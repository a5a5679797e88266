//! The Bariatric GPT conversational pipeline.
//!
//! One user turn flows through a fixed chain of stages:
//!
//! 1. **Research**: retrieve clinical reference passages
//! 2. **Patient data**: hydrate the profile, resolve meal logging
//! 3. **Nutrition**: attach verified macros when a food is asked about
//! 4. **Synthesis**: answer, short-circuiting the model where possible
//!
//! Each stage returns a partial update merged into a single `TurnState`.
//! After the response is built, the rolling conversation log is appended
//! once and the memory summary is updated in the background.

pub mod background;
pub mod builder;
pub mod conversation_log;
pub mod llm;
pub mod meal_logging;
pub mod memory_summarizer;
pub mod phase;
pub mod pipeline;
pub mod stages;
pub mod state;
pub mod text;

#[cfg(test)]
pub(crate) mod test_helpers;

pub use background::BackgroundTask;
pub use builder::build_pipeline;
pub use conversation_log::ConversationLog;
pub use llm::LanguageModel;
pub use meal_logging::{MealLoggingResolver, Resolution};
pub use memory_summarizer::{MemoryJob, MemorySummarizer};
pub use phase::PhaseOfCare;
pub use pipeline::{
    ANONYMOUS_USER, Pipeline, PipelineBuilder, PipelineSettings, TurnOutcome, TurnRequest,
    TurnResponse,
};
pub use state::{LoggingOutcome, MacroTier, MealIntent, TurnState, TurnUpdate};
//! Provider trait: the abstraction over language-model backends.
//!
//! A Provider knows how to send role-tagged messages to an LLM and get a
//! single completion back. It is stateless from the caller's perspective:
//! every request carries the full message list.
//!
//! Implementations: OpenAI-compatible (OpenAI, OpenRouter, Ollama, vLLM).

use async_trait::async_trait;
use serde::{Deserialize, Serialize};

use crate::error::ProviderError;
use crate::message::Message;

/// Configuration for a provider request.
#[derive(Debug, Clone, Serialize, Deserialize)]
pub struct ProviderRequest {
    /// The model to use (e.g., "llama3.2:3b", "gpt-4o-mini")
    pub model: String,

    /// The conversation messages
    pub messages: Vec<Message>,

    /// Temperature (0.0 = deterministic, 1.0 = creative)
    #[serde(default = "default_temperature")]
    pub temperature: f32,

    /// Maximum tokens to generate
    #[serde(default, skip_serializing_if = "Option::is_none")]
    pub max_tokens: Option<u32>,

    /// Stop sequences
    #[serde(default, skip_serializing_if = "Vec::is_empty")]
    pub stop: Vec<String>,
}

fn default_temperature() -> f32 {
    0.0
}

/// A complete response from a provider.
#[derive(Debug, Clone, Serialize, Deserialize)]
pub struct ProviderResponse {
    /// The generated message
    pub message: Message,

    /// Token usage statistics
    pub usage: Option<Usage>,

    /// Which model actually responded (may differ from requested)
    pub model: String,
}

/// Token usage information.
#[derive(Debug, Clone, Serialize, Deserialize)]
pub struct Usage {
    pub prompt_tokens: u32,
    pub completion_tokens: u32,
    pub total_tokens: u32,
}

/// An embedding request.
#[derive(Debug, Clone, Serialize, Deserialize)]
pub struct EmbeddingRequest {
    /// The model to use for embeddings (e.g., "nomic-embed-text").
    pub model: String,

    /// The texts to embed.
    pub inputs: Vec<String>,
}

/// An embedding response.
#[derive(Debug, Clone, Serialize, Deserialize)]
pub struct EmbeddingResponse {
    /// The embedding vectors, one per input text.
    pub embeddings: Vec<Vec<f32>>,

    /// Which model was used.
    pub model: String,
}

/// The core Provider trait.
///
/// The pipeline calls `complete()` without knowing which backend answers.
#[async_trait]
pub trait Provider: Send + Sync {
    /// A human-readable name for this provider (e.g., "ollama", "openrouter").
    fn name(&self) -> &str;

    /// Send a request and get a complete response.
    async fn complete(&self, request: ProviderRequest) -> Result<ProviderResponse, ProviderError>;

    /// Generate embeddings for the given texts.
    ///
    /// Default implementation returns an error indicating embeddings aren't supported.
    async fn embed(&self, _request: EmbeddingRequest) -> Result<EmbeddingResponse, ProviderError> {
        Err(ProviderError::NotConfigured(format!(
            "Provider '{}' does not support embeddings",
            self.name()
        )))
    }

    /// Health check: can we reach the provider?
    async fn health_check(&self) -> Result<bool, ProviderError> {
        Ok(true)
    }
}
//! Knowledge index trait: read-only similarity search over clinical
//! reference passages.
//!
//! The index is built offline; at request time it only answers queries.
//! Implementations: file-backed (JSONL, optional embeddings), in-memory
//! keyword index (testing, small corpora), none (no-op).

use async_trait::async_trait;
use serde::{Deserialize, Serialize};

use crate::error::KnowledgeError;

/// A single indexed passage.
#[derive(Debug, Clone, Serialize, Deserialize)]
pub struct Passage {
    /// Stable passage ID
    pub id: String,

    /// The passage text
    pub content: String,

    /// Source document (file name, guideline title)
    #[serde(default, skip_serializing_if = "Option::is_none")]
    pub source: Option<String>,

    /// Precomputed embedding, when the offline build produced one
    #[serde(default, skip_serializing_if = "Option::is_none")]
    pub embedding: Option<Vec<f32>>,
}

impl Passage {
    pub fn new(id: impl Into<String>, content: impl Into<String>) -> Self {
        Self {
            id: id.into(),
            content: content.into(),
            source: None,
            embedding: None,
        }
    }
}

/// The core KnowledgeIndex trait.
#[async_trait]
pub trait KnowledgeIndex: Send + Sync {
    /// The index name (e.g., "file", "in_memory", "none").
    fn name(&self) -> &str;

    /// Return the text of the top-`k` passages for `text`, best first.
    async fn query(&self, text: &str, k: usize) -> Result<Vec<String>, KnowledgeError>;

    /// Number of indexed passages.
    async fn count(&self) -> Result<usize, KnowledgeError>;
}
//! Message domain types.
//!
//! These are the value objects that flow through a turn:
//! user text arrives → pipeline stages enrich it → the language model answers.

use chrono::{DateTime, Utc};
use serde::{Deserialize, Serialize};
use uuid::Uuid;

/// The role of a message sender.
#[derive(Debug, Clone, Copy, PartialEq, Eq, Serialize, Deserialize)]
#[serde(rename_all = "lowercase")]
pub enum Role {
    /// The patient
    User,
    /// The assistant
    Assistant,
    /// System instructions (persona, context)
    System,
}

/// A single role-tagged message.
#[derive(Debug, Clone, Serialize, Deserialize)]
pub struct Message {
    /// Unique message ID
    pub id: String,

    /// Who sent this message
    pub role: Role,

    /// The text content
    pub content: String,

    /// Timestamp
    pub timestamp: DateTime<Utc>,
}

impl Message {
    fn with_role(role: Role, content: impl Into<String>) -> Self {
        Self {
            id: Uuid::new_v4().to_string(),
            role,
            content: content.into(),
            timestamp: Utc::now(),
        }
    }

    /// Create a new user message.
    pub fn user(content: impl Into<String>) -> Self {
        Self::with_role(Role::User, content)
    }

    /// Create a new assistant message.
    pub fn assistant(content: impl Into<String>) -> Self {
        Self::with_role(Role::Assistant, content)
    }

    /// Create a new system message.
    pub fn system(content: impl Into<String>) -> Self {
        Self::with_role(Role::System, content)
    }
}

/// The content of the most recent message with the given role.
pub fn last_with_role(messages: &[Message], role: Role) -> Option<&str> {
    messages
        .iter()
        .rev()
        .find(|m| m.role == role)
        .map(|m| m.content.as_str())
}

#[cfg(test)]
mod tests {
    use super::*;

    #[test]
    fn create_user_message() {
        let msg = Message::user("Can I eat rice yet?");
        assert_eq!(msg.role, Role::User);
        assert_eq!(msg.content, "Can I eat rice yet?");
    }

    #[test]
    fn role_serializes_lowercase() {
        let msg = Message::assistant("Try cottage cheese.");
        let json = serde_json::to_string(&msg).unwrap();
        assert!(json.contains("\"assistant\""));
    }

    #[test]
    fn last_with_role_finds_latest() {
        let messages = vec![
            Message::user("first"),
            Message::assistant("reply one"),
            Message::user("second"),
            Message::assistant("reply two"),
            Message::user("third"),
        ];
        assert_eq!(last_with_role(&messages, Role::Assistant), Some("reply two"));
        assert_eq!(last_with_role(&messages, Role::User), Some("third"));
        assert_eq!(last_with_role(&messages, Role::System), None);
    }
}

* _What you should do_:
Output exactly one stretch of the listing: from the line containing "async fn count(&self)" through the line containing "pub fn system(content: impl", both end lines included.

* _Answer to the problem_:
    async fn count(&self) -> Result<usize, KnowledgeError>;
}
//! Message domain types.
//!
//! These are the value objects that flow through a turn:
//! user text arrives → pipeline stages enrich it → the language model answers.

use chrono::{DateTime, Utc};
use serde::{Deserialize, Serialize};
use uuid::Uuid;

/// The role of a message sender.
#[derive(Debug, Clone, Copy, PartialEq, Eq, Serialize, Deserialize)]
#[serde(rename_all = "lowercase")]
pub enum Role {
    /// The patient
    User,
    /// The assistant
    Assistant,
    /// System instructions (persona, context)
    System,
}

/// A single role-tagged message.
#[derive(Debug, Clone, Serialize, Deserialize)]
pub struct Message {
    /// Unique message ID
    pub id: String,

    /// Who sent this message
    pub role: Role,

    /// The text content
    pub content: String,

    /// Timestamp
    pub timestamp: DateTime<Utc>,
}

impl Message {
    fn with_role(role: Role, content: impl Into<String>) -> Self {
        Self {
            id: Uuid::new_v4().to_string(),
            role,
            content: content.into(),
            timestamp: Utc::now(),
        }
    }

    /// Create a new user message.
    pub fn user(content: impl Into<String>) -> Self {
        Self::with_role(Role::User, content)
    }

    /// Create a new assistant message.
    pub fn assistant(content: impl Into<String>) -> Self {
        Self::with_role(Role::Assistant, content)
    }

    /// Create a new system message.
    pub fn system(content: impl Into<String>) -> Self {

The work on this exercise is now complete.